Também constam da lista inquéritos do Ministério Público do Distrito Federal e Territórios (MPDFT) contra a Cambridge Analytica — empresa britânica acusada de usar dados pessoais de usuários do Facebook para fazer marketing político — e da Procuradoria-Geral da República contra o uso irregular de ferramentas digitais na campanha eleitoral de 2018.

A comissão também solicitou acesso a relatórios do Tribunal Superior Eleitoral (TSE) sobre a ocorrência de fake news nas eleições do ano passado e do Facebook sobre contas suspensas em 2018 como parte de investigação sobre perfis falsos.

As convocações fazem parte dos 86 requerimentos aprovados pela comissão.
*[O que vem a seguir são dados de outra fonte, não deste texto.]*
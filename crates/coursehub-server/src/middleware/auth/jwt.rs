//! Identity token verification.

use super::types::Claims;
use crate::config::AuthConfig;
use anyhow::Context;
use async_trait::async_trait;
use jsonwebtoken::{decode, encode, Algorithm, DecodingKey, EncodingKey, Header, Validation};
use std::str::FromStr;
use thiserror::Error;

/// Why a presented token was rejected.
#[derive(Debug, Error)]
pub enum VerifyError {
    #[error("token expired")]
    Expired,

    #[error("invalid token: {0}")]
    Invalid(String),
}

impl From<jsonwebtoken::errors::Error> for VerifyError {
    fn from(err: jsonwebtoken::errors::Error) -> Self {
        match err.kind() {
            jsonwebtoken::errors::ErrorKind::ExpiredSignature => VerifyError::Expired,
            _ => VerifyError::Invalid(err.to_string()),
        }
    }
}

/// Verifies raw bearer tokens against the identity provider.
#[async_trait]
pub trait TokenVerifier: Send + Sync {
    /// Verify `token` and return its claims.
    async fn verify(&self, token: &str) -> Result<Claims, VerifyError>;
}

/// Verifier for provider tokens signed with a shared HMAC secret.
pub struct JwtVerifier {
    key: DecodingKey,
    validation: Validation,
}

impl JwtVerifier {
    /// Create a verifier for tokens signed with `secret` using `algorithm`.
    pub fn new(secret: &str, algorithm: Algorithm) -> Self {
        let mut validation = Validation::new(algorithm);
        validation.validate_exp = true;
        validation.validate_aud = false;
        validation.set_required_spec_claims(&["exp", "sub"]);

        Self {
            key: DecodingKey::from_secret(secret.as_bytes()),
            validation,
        }
    }

    /// Require the `iss` claim to equal `issuer`.
    pub fn with_issuer(mut self, issuer: &str) -> Self {
        self.validation.set_issuer(&[issuer]);
        self.validation.required_spec_claims.insert("iss".to_string());
        self
    }

    /// Require the `aud` claim to equal `audience`.
    pub fn with_audience(mut self, audience: &str) -> Self {
        self.validation.set_audience(&[audience]);
        self.validation.validate_aud = true;
        self.validation.required_spec_claims.insert("aud".to_string());
        self
    }

    /// Allow `secs` of clock skew when checking expiry.
    pub fn with_leeway(mut self, secs: u64) -> Self {
        self.validation.leeway = secs;
        self
    }

    /// Build a verifier from the `auth` configuration section.
    pub fn from_config(config: &AuthConfig) -> anyhow::Result<Self> {
        let algorithm = Algorithm::from_str(&config.algorithm.to_uppercase())
            .with_context(|| format!("Unsupported token algorithm {}", config.algorithm))?;

        let mut verifier =
            Self::new(&config.jwt_secret, algorithm).with_leeway(config.leeway_secs);
        if let Some(issuer) = &config.issuer {
            verifier = verifier.with_issuer(issuer);
        }
        if let Some(audience) = &config.audience {
            verifier = verifier.with_audience(audience);
        }
        Ok(verifier)
    }
}

#[async_trait]
impl TokenVerifier for JwtVerifier {
    async fn verify(&self, token: &str) -> Result<Claims, VerifyError> {
        let claims = decode::<Claims>(token, &self.key, &self.validation)?.claims;

        if claims.sub.trim().is_empty() {
            return Err(VerifyError::Invalid("missing subject".to_string()));
        }

        Ok(claims)
    }
}

/// Encode claims into an HS256 token. Used to mint tokens for local
/// development and tests.
pub fn encode_token(claims: &Claims, secret: &str) -> Result<String, jsonwebtoken::errors::Error> {
    encode(
        &Header::default(),
        claims,
        &EncodingKey::from_secret(secret.as_bytes()),
    )
}
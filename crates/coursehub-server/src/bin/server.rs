//! Coursehub Server Binary

use anyhow::{bail, Result};
use coursehub_server::config::{load_config, validate_config};
use coursehub_server::Server;
use tracing::info;

#[tokio::main]
async fn main() -> Result<()> {
    dotenvy::dotenv().ok();
    let config = load_config()?;

    #[cfg(feature = "tracing")]
    coursehub_server::telemetry::init(&config.logging)?;

    if let Err(errors) = validate_config(&config) {
        for err in &errors {
            tracing::error!(error = %err, "Invalid configuration");
        }
        bail!("{} configuration error(s)", errors.len());
    }

    info!("Starting Coursehub Server v{}", env!("CARGO_PKG_VERSION"));

    let server = Server::new(config).await?;
    server.run().await?;

    info!("Server shutdown complete");
    Ok(())
}
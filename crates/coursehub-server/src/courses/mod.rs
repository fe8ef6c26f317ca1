//! Course catalog: the domain the admin actions operate on.

mod format;
mod memory;
mod model;
mod postgres;
mod store;

pub use format::{format_duration, format_price};
pub use memory::MemoryCourseStore;
pub use model::{Course, CourseDraft, CourseLevel, CourseSummary};
pub use postgres::PgCourseStore;
pub use store::CourseStore;
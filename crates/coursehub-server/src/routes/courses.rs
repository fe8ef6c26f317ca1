//! Public course catalog.

use crate::courses::{Course, CourseSummary};
use crate::error::{ApiResult, ErrorContext};
use crate::request::CourseId;
use crate::state::AppState;
use axum::{
    extract::State,
    Json,
};

/// `GET /courses`: published courses, newest first.
pub async fn list_published(State(state): State<AppState>) -> ApiResult<Json<Vec<CourseSummary>>> {
    let courses = state.stores()?.courses.list(true).await?;
    Ok(Json(courses.iter().map(CourseSummary::from).collect()))
}

/// `GET /courses/:id`: a single published course. Drafts are reported as
/// missing.
pub async fn get_published(
    State(state): State<AppState>,
    CourseId(id): CourseId,
) -> ApiResult<Json<Course>> {
    let course = state
        .stores()?
        .courses
        .get(id)
        .await?
        .filter(|course| course.published)
        .not_found("Course")?;

    Ok(Json(course))
}
//! Course records and the authoring payload.

use super::format::{format_duration, format_price};
use chrono::{DateTime, Utc};
use serde::{Deserialize, Serialize};
use strum::{AsRefStr, Display, EnumString};
use uuid::Uuid;
use validator::Validate;

/// Difficulty level shown in the catalog.
#[derive(
    Debug, Clone, Copy, Default, PartialEq, Eq, Serialize, Deserialize, AsRefStr, Display, EnumString,
)]
#[serde(rename_all = "lowercase")]
#[strum(serialize_all = "lowercase")]
pub enum CourseLevel {
    #[default]
    Beginner,
    Intermediate,
    Advanced,
}

/// A course as stored.
#[derive(Debug, Clone, PartialEq, Serialize, Deserialize)]
#[serde(rename_all = "camelCase")]
pub struct Course {
    pub id: Uuid,
    pub title: String,
    pub summary: String,
    pub description: String,
    pub level: CourseLevel,
    pub duration_minutes: u32,
    pub price_cents: u32,
    pub published: bool,
    pub created_by: String,
    pub created_at: DateTime<Utc>,
    pub updated_at: DateTime<Utc>,
}

impl Course {
    /// A new unpublished course authored by `created_by`.
    pub fn from_draft(draft: CourseDraft, created_by: impl Into<String>) -> Self {
        let now = Utc::now();
        Self {
            id: Uuid::new_v4(),
            title: draft.title.trim().to_string(),
            summary: draft.summary,
            description: draft.description,
            level: draft.level,
            duration_minutes: draft.duration_minutes,
            price_cents: draft.price_cents,
            published: false,
            created_by: created_by.into(),
            created_at: now,
            updated_at: now,
        }
    }

    /// Replace the editable fields. Publication state and authorship are kept.
    pub fn apply_draft(&mut self, draft: CourseDraft) {
        self.title = draft.title.trim().to_string();
        self.summary = draft.summary;
        self.description = draft.description;
        self.level = draft.level;
        self.duration_minutes = draft.duration_minutes;
        self.price_cents = draft.price_cents;
        self.touch();
    }

    pub fn set_published(&mut self, published: bool) {
        self.published = published;
        self.touch();
    }

    fn touch(&mut self) {
        // Keep updated_at strictly after created_at even on coarse clocks.
        let now = Utc::now();
        self.updated_at = if now > self.updated_at {
            now
        } else {
            self.updated_at + chrono::Duration::microseconds(1)
        };
    }
}

/// Catalog listing entry with display-ready duration and price.
#[derive(Debug, Clone, PartialEq, Serialize)]
#[serde(rename_all = "camelCase")]
pub struct CourseSummary {
    pub id: Uuid,
    pub title: String,
    pub summary: String,
    pub level: CourseLevel,
    pub duration: String,
    pub price: String,
}

impl From<&Course> for CourseSummary {
    fn from(course: &Course) -> Self {
        Self {
            id: course.id,
            title: course.title.clone(),
            summary: course.summary.clone(),
            level: course.level,
            duration: format_duration(course.duration_minutes),
            price: format_price(course.price_cents),
        }
    }
}

/// Course authoring request body.
#[derive(Debug, Clone, Deserialize, Validate)]
#[serde(rename_all = "camelCase")]
pub struct CourseDraft {
    #[validate(length(min = 3, max = 120, message = "must be 3 to 120 characters"))]
    pub title: String,
    #[serde(default)]
    #[validate(length(max = 280, message = "must be at most 280 characters"))]
    pub summary: String,
    #[serde(default)]
    pub description: String,
    #[serde(default)]
    pub level: CourseLevel,
    #[validate(range(min = 1, max = 10000, message = "must be 1 to 10000 minutes"))]
    pub duration_minutes: u32,
    /// Bounded by the Postgres `INTEGER` column.
    #[serde(default)]
    #[validate(range(max = 2147483647, message = "must be at most 2147483647 cents"))]
    pub price_cents: u32,
}
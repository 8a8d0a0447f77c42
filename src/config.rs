//! Configuration loading and validation for the feed service.
//!
//! All values are read from environment variables at startup and every field
//! has a default, so the service starts with no environment set. The process
//! will exit with a clear error message if any variable cannot be parsed.

use anyhow::{Context, Result};
use serde::Deserialize;

/// Validated feed service configuration.
#[derive(Debug, Clone, Deserialize)]
pub struct Config {
    /// Port the HTTPS server listens on.
    #[serde(default = "default_tls_port")]
    pub tls_port: u16,

    /// Filesystem path to the PEM-encoded TLS certificate chain.
    #[serde(default = "default_tls_cert_path")]
    pub tls_cert_path: String,

    /// Filesystem path to the PEM-encoded TLS private key.
    #[serde(default = "default_tls_key_path")]
    pub tls_key_path: String,

    /// Tracing log level (e.g. `"info"`, `"debug"`).
    #[serde(default = "default_log_level")]
    pub log_level: String,
}

fn default_tls_port() -> u16 {
    8443
}
fn default_tls_cert_path() -> String {
    "./cert.pem".into()
}
fn default_tls_key_path() -> String {
    "./key.pem".into()
}
fn default_log_level() -> String {
    "info".into()
}

impl Config {
    /// Load and validate configuration from environment variables.
    ///
    /// # Errors
    ///
    /// Returns an error if any variable cannot be parsed or fails validation.
    pub fn from_env() -> Result<Self> {
        let cfg = config::Config::builder()
            .add_source(config::Environment::default())
            .build()
            .context("failed to build configuration from environment")?;

        let c: Config = cfg
            .try_deserialize()
            .context("failed to deserialise configuration")?;

        c.validate()?;
        Ok(c)
    }

    /// Validate all fields, returning a descriptive error on the first failure.
    fn validate(&self) -> Result<()> {
        ensure_non_empty(&self.tls_cert_path, "TLS_CERT_PATH")?;
        ensure_non_empty(&self.tls_key_path, "TLS_KEY_PATH")?;

        if self.tls_port == 0 {
            anyhow::bail!("TLS_PORT must be a non-zero port");
        }
        Ok(())
    }
}

fn ensure_non_empty(value: &str, name: &str) -> Result<()> {
    if value.trim().is_empty() {
        anyhow::bail!("{name} is required and must not be empty");
    }
    Ok(())
}

#[cfg(test)]
mod tests {
    use super::*;

    #[test]
    fn defaults_are_correct() {
        assert_eq!(default_tls_port(), 8443);
        assert_eq!(default_tls_cert_path(), "./cert.pem");
        assert_eq!(default_tls_key_path(), "./key.pem");
        assert_eq!(default_log_level(), "info");
    }

    #[test]
    fn validate_rejects_empty_cert_path() {
        let cfg = Config {
            tls_port: default_tls_port(),
            tls_cert_path: "  ".into(),
            tls_key_path: default_tls_key_path(),
            log_level: default_log_level(),
        };
        assert!(cfg.validate().is_err());
    }

    #[test]
    fn validate_rejects_empty_key_path() {
        let cfg = Config {
            tls_port: default_tls_port(),
            tls_cert_path: default_tls_cert_path(),
            tls_key_path: "".into(),
            log_level: default_log_level(),
        };
        assert!(cfg.validate().is_err());
    }

    #[test]
    fn validate_rejects_zero_port() {
        let cfg = Config {
            tls_port: 0,
            tls_cert_path: default_tls_cert_path(),
            tls_key_path: default_tls_key_path(),
            log_level: default_log_level(),
        };
        assert!(cfg.validate().is_err());
    }

    #[test]
    fn validate_accepts_defaults() {
        let cfg = Config {
            tls_port: default_tls_port(),
            tls_cert_path: default_tls_cert_path(),
            tls_key_path: default_tls_key_path(),
            log_level: default_log_level(),
        };
        assert!(cfg.validate().is_ok());
    }
}
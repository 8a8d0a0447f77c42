//! `counter-feed-svc` — binary entry point.
//!
//! Startup sequence:
//! 1. Load and validate [`Config`] from environment variables.
//! 2. Initialise structured JSON logging.
//! 3. Load the TLS certificate/key pair and build the rustls config.
//! 4. Build the Axum router and start the TLS accept loop.
//!
//! The process runs until it receives SIGINT or SIGTERM.

mod config;
mod server;
mod telemetry;

use anyhow::{Context, Result};
use tokio::signal;
use tracing::info;

use crate::config::Config;

#[tokio::main]
async fn main() -> Result<()> {
    // -----------------------------------------------------------------------
    // 1. Configuration
    // -----------------------------------------------------------------------
    let cfg = Config::from_env().map_err(|e| {
        // Telemetry is not yet up; write to stderr directly.
        eprintln!("ERROR: configuration invalid: {e}");
        e
    })?;

    // -----------------------------------------------------------------------
    // 2. Telemetry
    // -----------------------------------------------------------------------
    telemetry::init(&cfg.log_level)?;
    info!(
        version = env!("CARGO_PKG_VERSION"),
        tls_port = cfg.tls_port,
        "counter-feed-svc starting"
    );

    // -----------------------------------------------------------------------
    // 3. TLS configuration
    // -----------------------------------------------------------------------
    let tls_config = server::tls::load_server_config(&cfg.tls_cert_path, &cfg.tls_key_path)?;

    // -----------------------------------------------------------------------
    // 4. HTTPS server
    // -----------------------------------------------------------------------
    let router = server::router::build();

    let addr: std::net::SocketAddr = ([0, 0, 0, 0], cfg.tls_port).into();
    let listener = tokio::net::TcpListener::bind(addr)
        .await
        .with_context(|| format!("failed to bind {addr}"))?;
    info!(addr = %addr, "listening");

    tokio::select! {
        res = server::tls::serve(listener, tls_config, router) => res?,
        _ = shutdown_signal() => info!("shutdown signal received, stopping"),
    }

    Ok(())
}

/// Resolves when the process receives SIGINT (Ctrl+C) or, on Unix, SIGTERM.
async fn shutdown_signal() {
    let ctrl_c = async {
        signal::ctrl_c()
            .await
            .expect("failed to install Ctrl+C handler");
    };

    #[cfg(unix)]
    let terminate = async {
        signal::unix::signal(signal::unix::SignalKind::terminate())
            .expect("failed to install signal handler")
            .recv()
            .await;
    };

    #[cfg(not(unix))]
    let terminate = std::future::pending::<()>();

    tokio::select! {
        _ = ctrl_c => {},
        _ = terminate => {},
    }
}
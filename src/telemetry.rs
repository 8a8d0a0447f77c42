//! Telemetry initialisation for the feed service.
//!
//! The stub uses a lightweight setup: structured JSON logs to stdout only.
//! No metrics or trace export — there is nothing meaningful to measure in a
//! fixed-value feed.

use anyhow::Result;
use tracing_subscriber::EnvFilter;

/// Initialise the tracing subscriber.
///
/// Outputs structured JSON logs to stdout. `RUST_LOG` takes precedence over
/// the configured log level when set.
///
/// # Errors
///
/// Returns an error if the subscriber has already been set.
pub fn init(log_level: &str) -> Result<()> {
    let filter = EnvFilter::try_from_default_env().unwrap_or_else(|_| EnvFilter::new(log_level));

    tracing_subscriber::fmt()
        .json()
        .with_env_filter(filter)
        .try_init()
        .map_err(|e| anyhow::anyhow!("failed to initialise tracing subscriber: {e}"))
}
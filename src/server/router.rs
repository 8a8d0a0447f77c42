//! Axum router construction.

use std::time::Duration;

use axum::{routing::get, Router};
use tower_http::{compression::CompressionLayer, timeout::TimeoutLayer, trace::TraceLayer};

use super::handlers;

/// Per-request timeout. Display units poll on a 30 s interval, so a request
/// still in flight after that long is worthless to the caller.
const REQUEST_TIMEOUT: Duration = Duration::from_secs(30);

/// Build the application [`Router`] with the feed route and middleware attached.
///
/// Unknown paths and unsupported methods get axum's default 404/405 responses.
pub fn build() -> Router {
    Router::new()
        .route("/api/test", get(handlers::counter_values))
        .layer(TraceLayer::new_for_http())
        .layer(TimeoutLayer::new(REQUEST_TIMEOUT))
        .layer(CompressionLayer::new())
}
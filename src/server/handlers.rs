//! Axum request handlers for the feed endpoints.

/// Fixed feed payload: three pipe-delimited counter values.
///
/// The `*` prefix marks the value seven-segment units render; LCD units strip
/// it before splitting on `|`.
pub const FEED_PAYLOAD: &str = "123|*456|789";

/// `GET /api/test` — return the current counter values.
///
/// Responds `200 OK` with the pipe-delimited payload as plain text.
pub async fn counter_values() -> &'static str {
    FEED_PAYLOAD
}
//! Axum HTTPS server, routing, and middleware.
//!
//! # Responsibilities
//! - Load the TLS certificate/key pair and run the TLS accept loop.
//! - Define the Axum router with the feed route and shared middleware.

pub mod handlers;
pub mod router;
pub mod tls;
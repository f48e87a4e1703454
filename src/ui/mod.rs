pub mod sidebar;
pub mod task_form;
pub mod theme;
pub mod toolbar;
pub mod week_grid;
Também está entre eles o plano de trabalho da relatora, deputada Lídice da Mata (PSB-BA), que divide as atividades da comissão em três sub-relatorias: cyberbullying (assédio virtual) e os crimes de ódio; proteção de dados no contexto das fake news; e aliciamento de crianças e outros vulneráveis.

O presidente da CPI, senador Angelo Coronel (PSD-BA), criticou a atuação de parlamentares da base do governo federal que tentaram obstruir os trabalhos da comissão, como foi o caso da deputada Caroline de Toni (PSL-SC), que questionou a aprovação dos requerimentos afirmando que irá recorrer contra o resultado da votação. Ainda de acordo com o senador Angelo Coronel, “a CPI não tem nenhum grupo político como alvo”.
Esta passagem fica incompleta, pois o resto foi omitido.